_ASSIGNED TASK_:
When you have gone through the records, report how many lines include "SQWE", giving the number and nothing more.

_GIVEN DATA_:
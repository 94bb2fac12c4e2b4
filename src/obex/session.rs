//! OBEX session over the shared link.
//!
//! [`ObexSession`] moves the link between AT and OBEX mode and runs one
//! request/response exchange at a time. Callers that need several exchanges
//! without interleaving (one chunk of a transfer, or ABORT during one) take
//! the exchange lock explicitly through [`ObexSession::lock_exchange`].
//!
//! ```text
//! AT ──AT\Q3, AT^SQWE=0, AT^SQWE=3──► OBEX ──CONNECT──► connected
//! connected ──DISCONNECT──► OBEX ──+++──► AT ──ATE1──► ready
//! ```

use std::sync::{Arc, Mutex};
use std::time::Duration;

use bytes::Bytes;
use tokio::sync::{Mutex as AsyncMutex, MutexGuard as AsyncMutexGuard};

use super::frame::{hex, ObexFrame};
use super::handler::{ObexHandler, ObexSlot};
use super::header::ObexHeader;
use super::wire_format::{Opcode, ResponseCode};
use crate::at::AtEngine;
use crate::config::ModemConfig;
use crate::error::{ModemError, Result};
use crate::link::{Dispatcher, HandlerId, Mode};
use crate::writer::WriterHandle;

/// TARGET of the module's flash filesystem service
/// (`6B01CB31-4106-11D4-9A77-0050DA3F471F`).
pub const FILESYSTEM_TARGET: [u8; 16] = [
    0x6B, 0x01, 0xCB, 0x31, 0x41, 0x06, 0x11, 0xD4, 0x9A, 0x77, 0x00, 0x50, 0xDA, 0x3F, 0x47, 0x1F,
];

/// AT commands that put the module into OBEX transparent mode.
const OPEN_SEQUENCE: [&str; 3] = ["AT\\Q3", "AT^SQWE=0", "AT^SQWE=3"];

/// OBEX client session sharing the link with the AT engine.
pub struct ObexSession {
    at: Arc<AtEngine>,
    dispatcher: Arc<Dispatcher>,
    writer: WriterHandle,
    slot: Arc<ObexSlot>,
    handler_id: HandlerId,
    /// CONNECTION_ID assigned by the module on CONNECT.
    connection_id: Mutex<Option<u32>>,
    exchange_lock: AsyncMutex<()>,
    config: ModemConfig,
}

impl ObexSession {
    /// Create the session and register its handler for OBEX mode.
    pub fn new(
        at: Arc<AtEngine>,
        dispatcher: Arc<Dispatcher>,
        writer: WriterHandle,
        config: ModemConfig,
    ) -> Self {
        let slot = Arc::new(ObexSlot::new());
        let handler_id = dispatcher.register(Mode::Obex, Arc::new(ObexHandler::new(slot.clone())));

        Self {
            at,
            dispatcher,
            writer,
            slot,
            handler_id,
            connection_id: Mutex::new(None),
            exchange_lock: AsyncMutex::new(()),
            config,
        }
    }

    /// Whether the link is in OBEX mode.
    pub fn is_open(&self) -> bool {
        self.dispatcher.mode() == Mode::Obex
    }

    /// The AT engine this session switches away from.
    pub fn at(&self) -> &Arc<AtEngine> {
        &self.at
    }

    pub fn config(&self) -> &ModemConfig {
        &self.config
    }

    /// Take the exchange lock.
    ///
    /// No other exchange, including ABORT from a concurrent cancel, can run
    /// until the guard is dropped.
    pub async fn lock_exchange(&self) -> ExchangeGuard<'_> {
        ExchangeGuard {
            session: self,
            _guard: self.exchange_lock.lock().await,
        }
    }

    /// Run one exchange and fail unless the response code is in `allowed`.
    pub async fn expect(&self, frame: ObexFrame, allowed: &[ResponseCode]) -> Result<ObexFrame> {
        self.lock_exchange().await.expect(frame, allowed).await
    }

    /// Switch the link to OBEX mode and connect to the filesystem service.
    ///
    /// Does nothing if the link is already in OBEX mode. If CONNECT is
    /// rejected the link is returned to AT mode before the error surfaces.
    pub async fn open(&self) -> Result<()> {
        let guard = self.lock_exchange().await;
        if self.is_open() {
            return Ok(());
        }

        for command in OPEN_SEQUENCE {
            self.at.send(command).await?;
        }
        if !self.is_open() {
            return Err(ModemError::ModeViolation(
                "module did not enter OBEX mode".to_string(),
            ));
        }

        let connect = ObexFrame::connect(self.config.max_packet_length)
            .with_header(ObexHeader::Target(Bytes::from_static(&FILESYSTEM_TARGET)));

        match guard.expect(connect, &[ResponseCode::Success]).await {
            Ok(response) => {
                let id = response.connection_id();
                *self.connection_id() = id;
                tracing::debug!("OBEX session connected (connection id {:?})", id);
                Ok(())
            }
            Err(e) => {
                tracing::warn!("OBEX CONNECT failed: {}", e);
                if let Err(rollback) = self.at.close_mode().await {
                    tracing::warn!("Could not leave OBEX mode after failed CONNECT: {}", rollback);
                }
                Err(e)
            }
        }
    }

    /// Disconnect and return the link to AT mode.
    ///
    /// The escape and `ATE1` are attempted even if DISCONNECT fails; the
    /// first error is returned.
    pub async fn close(&self) -> Result<()> {
        let guard = self.lock_exchange().await;
        if !self.is_open() {
            return Ok(());
        }

        let disconnect = guard
            .expect(ObexFrame::request(Opcode::Disconnect), &[ResponseCode::Success])
            .await;
        *self.connection_id() = None;
        if let Err(e) = &disconnect {
            tracing::warn!("OBEX DISCONNECT failed: {}", e);
        }

        let restore = match self.at.close_mode().await {
            Ok(()) => self.at.send_internal("ATE1").await.map(|_| ()),
            Err(e) => Err(e),
        };
        tracing::debug!("OBEX session closed");

        disconnect.and(restore)
    }

    fn connection_id(&self) -> std::sync::MutexGuard<'_, Option<u32>> {
        self.connection_id.lock().unwrap_or_else(|e| e.into_inner())
    }

    async fn exchange(
        &self,
        mut frame: ObexFrame,
        wait: Duration,
        attempts: u32,
    ) -> Result<ObexFrame> {
        let op = frame.opcode().ok_or_else(|| {
            ModemError::InvalidArgument("only request frames can be sent".to_string())
        })?;
        if !self.is_open() {
            return Err(ModemError::ModeViolation(format!(
                "OBEX {} not allowed in {} mode",
                op,
                self.dispatcher.mode()
            )));
        }

        if op != Opcode::Connect {
            if let Some(id) = *self.connection_id() {
                frame.insert_first(ObexHeader::ConnectionId(id));
            }
        }

        let bytes = frame.encode()?;
        tracing::debug!("OBEX -> {} ({} bytes)", op, bytes.len());
        tracing::trace!("OBEX -> {}", hex(&bytes));

        let pending = self.slot.arm(op);
        if let Err(e) = self.writer.write(bytes).await {
            self.slot.disarm();
            return Err(e);
        }

        match pending.wait(wait, attempts).await {
            Ok(response) => {
                let response = response?;
                if let Some(code) = response.response_code() {
                    tracing::debug!("OBEX <- {} for {}", code, op);
                }
                Ok(response)
            }
            Err(ModemError::ProtocolTimeout(_)) => {
                self.slot.disarm();
                Err(ModemError::ProtocolTimeout(format!(
                    "no response to OBEX {} within {:?}",
                    op,
                    wait * attempts.max(1)
                )))
            }
            Err(e) => {
                self.slot.disarm();
                Err(e)
            }
        }
    }
}

impl Drop for ObexSession {
    fn drop(&mut self) {
        self.dispatcher.deregister(self.handler_id);
    }
}

impl std::fmt::Debug for ObexSession {
    fn fmt(&self, f: &mut std::fmt::Formatter<'_>) -> std::fmt::Result {
        f.debug_struct("ObexSession")
            .field("mode", &self.dispatcher.mode())
            .field("connection_id", &*self.connection_id())
            .finish()
    }
}

/// Exclusive right to exchange frames with the module.
pub struct ExchangeGuard<'a> {
    session: &'a ObexSession,
    _guard: AsyncMutexGuard<'a, ()>,
}

impl ExchangeGuard<'_> {
    /// Send a request and fail unless the response code is in `allowed`.
    pub async fn expect(&self, frame: ObexFrame, allowed: &[ResponseCode]) -> Result<ObexFrame> {
        let config = &self.session.config;
        self.expect_with_budget(frame, allowed, config.obex_wait(), config.obex_wait_attempts)
            .await
    }

    /// [`expect`](Self::expect) with an explicit wait budget.
    pub async fn expect_with_budget(
        &self,
        frame: ObexFrame,
        allowed: &[ResponseCode],
        wait: Duration,
        attempts: u32,
    ) -> Result<ObexFrame> {
        let request = frame.opcode().unwrap_or(Opcode::Abort);
        let response = self.session.exchange(frame, wait, attempts).await?;
        match response.response_code() {
            Some(code) if allowed.contains(&code) => Ok(response),
            Some(code) => Err(ModemError::ObexRejected { request, code }),
            None => Err(ModemError::InvalidFrame(format!(
                "request frame received in reply to {}",
                request
            ))),
        }
    }
}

_RESPONSE TO THE TASK_:
2